Tirandillo

Tirandillo
Diez años justos de garambainas. No está mal. Aquí lo dejo para explorar otras formas de correspondencia. Mi intención es reunir una o dos veces al año textos parecidos a los que he venido publicando aquí, y enviarlos por correo postal. Para recibirlos —gratis, mientras pueda permitírmelo—, envíame tus señas a la dirección siguiente:

Nos seguimos leyendo.

sábado, 25 de junio de 2016


Como nos vamos a Madison el año que viene, las chicas de oro del comité de barrio me organizan un aperitivo de despedida. Le llevo a cada una un tiestito con una planta suculenta que florecerá de nuevo cuando regresemos.

—Es como la planta de E.T.

Necesitan mucho sol y poca agua, que es lo contrario de lo que hay en este país, por lo que dudo mucho que lleguen siquiera a fin de año.
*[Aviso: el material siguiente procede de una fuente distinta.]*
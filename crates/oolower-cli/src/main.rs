use anyhow::{Context, Result};
use clap::{Parser, Subcommand, ValueEnum};
use oolower_core::pass::{DevirtualizationPass, LoweringPass, VerifyLoweredPass};
use oolower_core::{
    InterfaceCallType, LoweringConfig, LoweringReport, OoSession, PassManager, Program, RtaOptions,
    RtaReport,
};
use serde::Serialize;
use std::path::{Path, PathBuf};

mod logging;

use logging::{init_logging, LogFormat, LogLevel};

#[derive(Parser)]
#[command(name = "oolower")]
#[command(about = "Lower object-oriented IR to vtables, itables and plain calls")]
#[command(version = "0.1.0")]
#[command(author = "Gianluca Brigandi <gbrigand@gmail.com>")]
struct Cli {
    #[arg(long, global = true, value_enum, default_value = "warn")]
    log_level: LogLevel,

    #[arg(long, global = true, value_enum, default_value = "text")]
    log_format: LogFormat,

    #[command(subcommand)]
    command: Commands,
}

#[derive(Subcommand)]
enum Commands {
    /// Lower a `.ool` program and print the result.
    Lower {
        input: PathBuf,

        #[arg(short, long)]
        output: Option<PathBuf>,

        #[arg(long, value_enum)]
        policy: Option<Policy>,

        /// JSON file with lowering options.
        #[arg(long)]
        config: Option<PathBuf>,

        /// Devirtualize with rapid type analysis before lowering.
        #[arg(long)]
        rta: bool,

        /// Entry point for RTA, by linker name. Defaults to `main`.
        #[arg(long = "entry", requires = "rta")]
        entries: Vec<String>,

        #[arg(long, value_enum, default_value = "text")]
        format: Format,

        #[arg(short, long)]
        verbose: bool,
    },

    /// Print vtable, itable and field layout without lowering.
    Layout {
        input: PathBuf,

        #[arg(long, value_enum)]
        policy: Option<Policy>,

        #[arg(long)]
        config: Option<PathBuf>,

        #[arg(long, value_enum, default_value = "text")]
        format: Format,

        #[arg(short, long)]
        verbose: bool,
    },

    /// Check that a file, or every `.ool` file below a directory, reads cleanly.
    Validate {
        input: PathBuf,

        #[arg(short, long)]
        verbose: bool,
    },
}

#[derive(Debug, Clone, Copy, ValueEnum)]
enum Policy {
    RuntimeLookup,
    SearchedItable,
    SearchedItableM2f,
    IndexedItable,
}

impl From<Policy> for InterfaceCallType {
    fn from(policy: Policy) -> Self {
        match policy {
            Policy::RuntimeLookup => InterfaceCallType::RuntimeLookup,
            Policy::SearchedItable => InterfaceCallType::SEARCHED_ITABLE,
            Policy::SearchedItableM2f => InterfaceCallType::SEARCHED_ITABLE_M2F,
            Policy::IndexedItable => InterfaceCallType::IndexedItable,
        }
    }
}

#[derive(Debug, Clone, Copy, PartialEq, Eq, ValueEnum)]
enum Format {
    Text,
    Json,
}

fn main() -> Result<()> {
    let cli = Cli::parse();
    init_logging(cli.log_level, cli.log_format);

    match cli.command {
        Commands::Lower {
            input,
            output,
            policy,
            config,
            rta,
            entries,
            format,
            verbose,
        } => cmd_lower(input, output, policy, config, rta, entries, format, verbose),
        Commands::Layout {
            input,
            policy,
            config,
            format,
            verbose,
        } => cmd_layout(input, policy, config, format, verbose),
        Commands::Validate { input, verbose } => cmd_validate(input, verbose),
    }
}

/// Session configured from the optional config file, then the program's own policy line, then
/// the command-line policy.
fn load_program(
    input: &Path,
    policy: Option<Policy>,
    config: Option<&Path>,
) -> Result<(Program, OoSession)> {
    let config = match config {
        Some(path) => LoweringConfig::load(path)
            .with_context(|| format!("Failed to load config {}", path.display()))?,
        None => LoweringConfig::default(),
    };
    let mut session = OoSession::with_config(config);
    let program = oolower_parser::parse_program_file(input, &mut session)
        .with_context(|| format!("Failed to read {}", input.display()))?;
    if let Some(policy) = policy {
        session.set_interface_call_type(policy.into());
    }
    Ok((program, session))
}

fn write_output(output: Option<&Path>, text: &str) -> Result<()> {
    match output {
        Some(path) => std::fs::write(path, text)
            .with_context(|| format!("Failed to write {}", path.display())),
        None => {
            print!("{}", text);
            Ok(())
        }
    }
}

fn emitter_config(to_file: bool) -> oolower_emit::EmitterConfig {
    use std::io::IsTerminal;

    if !to_file && std::io::stdout().is_terminal() {
        oolower_emit::EmitterConfig::default()
    } else {
        oolower_emit::EmitterConfig::plain()
    }
}

#[derive(Serialize)]
struct LoweredOutput<'a> {
    report: &'a LoweringReport,
    devirtualization: Option<&'a RtaReport>,
    program: &'a Program,
}

#[allow(clippy::too_many_arguments)]
fn cmd_lower(
    input: PathBuf,
    output: Option<PathBuf>,
    policy: Option<Policy>,
    config: Option<PathBuf>,
    rta: bool,
    entries: Vec<String>,
    format: Format,
    verbose: bool,
) -> Result<()> {
    use colored::*;
    use oolower_emit::{Emitter, JsonFormatter, ProgramEmitter};

    let (mut program, mut session) = load_program(&input, policy, config.as_deref())?;

    if verbose {
        eprintln!("{}", " oolower".bright_blue().bold());
        eprintln!("{}", "=".repeat(50).bright_blue());
        eprintln!(" Input: {}", input.display());
        eprintln!(" Policy: {}", session.interface_call_type());
        eprintln!(" Classes: {}", program.class_count());
    }

    let mut passes = PassManager::new();
    passes.enable_statistics();
    if rta {
        let names = if entries.is_empty() {
            vec!["main".to_string()]
        } else {
            entries
        };
        let entry_points = names
            .iter()
            .map(|name| {
                program
                    .entity_by_ld_name(name)
                    .with_context(|| format!("Entry point '{}' not found", name))
            })
            .collect::<Result<Vec<_>>>()?;
        passes.register_pass(DevirtualizationPass::new(RtaOptions::new(entry_points)));
    }
    passes.register_pass(LoweringPass::new());
    passes.register_pass(VerifyLoweredPass);
    tracing::info!(passes = ?passes.pass_names(), "running passes on {}", input.display());
    passes.run_all(&mut program, &mut session)?;

    let report = passes
        .get_pass::<LoweringPass>()
        .and_then(|pass| pass.report())
        .cloned()
        .unwrap_or_default();
    let devirtualization = passes
        .get_pass::<DevirtualizationPass>()
        .and_then(|pass| pass.report());

    if verbose {
        for stat in passes.statistics() {
            eprintln!(" {} {:?}", stat.name.bright_cyan(), stat.duration);
        }
        if let Some(rta) = devirtualization {
            eprintln!(
                " Devirtualized: {} of {} dynamic calls",
                rta.devirtualized.to_string().bright_green(),
                rta.dynamic_calls
            );
        }
        eprintln!(
            " Calls: {} static, {} dynamic, {} interface",
            report.static_calls, report.dynamic_calls, report.interface_calls
        );
        eprintln!(" Vtables: {}, itables: {}", report.vtables, report.itables);
    }

    let text = match format {
        Format::Text => {
            ProgramEmitter::new(&session, emitter_config(output.is_some())).emit_to_string(&program)?
        }
        Format::Json => JsonFormatter::to_string(&LoweredOutput {
            report: &report,
            devirtualization,
            program: &program,
        })? + "\n",
    };
    write_output(output.as_deref(), &text)?;

    if verbose {
        if let Some(path) = &output {
            eprintln!("{} {}", " Written to".bright_green(), path.display());
        }
    }
    Ok(())
}

fn cmd_layout(
    input: PathBuf,
    policy: Option<Policy>,
    config: Option<PathBuf>,
    format: Format,
    verbose: bool,
) -> Result<()> {
    use oolower_emit::{Emitter, JsonFormatter, LayoutEmitter, VerbosityLevel};

    let (program, session) = load_program(&input, policy, config.as_deref())?;
    let layout = session.compute_layout(&program)?;

    let text = match format {
        Format::Text => {
            let mut config = emitter_config(false);
            if verbose {
                config = config.with_verbosity(VerbosityLevel::Verbose);
            }
            LayoutEmitter::new(&program, config).emit_to_string(&layout)?
        }
        Format::Json => JsonFormatter::to_string(&layout)? + "\n",
    };
    write_output(None, &text)
}

fn cmd_validate(input: PathBuf, verbose: bool) -> Result<()> {
    use colored::*;

    let sources = if input.is_dir() {
        oolower_parser::find_sources(&input)
    } else {
        vec![input.clone()]
    };
    if sources.is_empty() {
        anyhow::bail!("No .ool files found under {}", input.display());
    }

    let mut failures = 0;
    for source in &sources {
        let mut session = OoSession::new();
        match oolower_parser::parse_program_file(source, &mut session) {
            Ok(program) => {
                println!("{} {}", " VALID".bright_green().bold(), source.display());
                if verbose {
                    println!(
                        "   {} classes, {} functions",
                        program.class_count(),
                        program.functions().count()
                    );
                }
            }
            Err(e) => {
                failures += 1;
                println!("{} {}", " INVALID".bright_red().bold(), source.display());
                println!("{}", e);
            }
        }
    }

    if failures > 0 {
        anyhow::bail!("Validation failed for {} of {} file(s)", failures, sources.len());
    }
    Ok(())
}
Hablamos de si los puericultores y maestros de primaria necesitan una formación de máster, que es algo por lo que Anne lleva años abogando. Se cuentan varias historias y batallitas sobre cómo era de antes la escuela. Cosette (nombre ficticio) cuenta que un día, cuando tenía siete u ocho años, le mandaron hacer una labor de ganchillo para el día de la madre. Digo yo que sería más bien bordado, porque el ganchillo es muy difícil para niños tan chicos, incluso para los belgas, que tienen memoria genética del encaje. Fuera bordado o ganchillo, lo importante es que la madre de Cosette había muerto unos meses antes. «¡Es igual! —repuso el maestro—; tú hazlo igual que tus compañeras». Cosette dedicó la mañana a destrozar el bordado dando puntadas furiosas en todos los sentidos. Sesenta años más tarde todavía se crispa al recordarlo:

—¿Cómo va a dar igual que tu madre esté muerta si la tarea es hacer un regalo para el día de la madre? El caso es que unos años más tarde el hijo de ese profesor se suicidó, y yo pensé «¡ja!, ¡le está bien empleado!».

Todos reímos con incredulidad. Anne interpreta la historia como la prueba palmaria de la importancia de dar una formación adecuada a los maestros, de modo que estén equipados para resolver convenientemente todo tipo de situaciones; porque si no, dice, al final es siempre el niño el que tiene que lidiar con ello, no sólo con la violencia —física o simbólica— de cada incidente, sino también con complejos de culpa que, como la anécdota de Cosette pone en evidencia, se arrastran el resto de la vida.

Cosette pincha una aceituna y dice «oh, yo estoy bien, no te preocupes», y yo pienso en lo triste que resulta esperar a que sea un profesor de universidad quien le explique a la gente cómo de absurdo es obligar a los huérfanos a preparar regalos el día de la madre.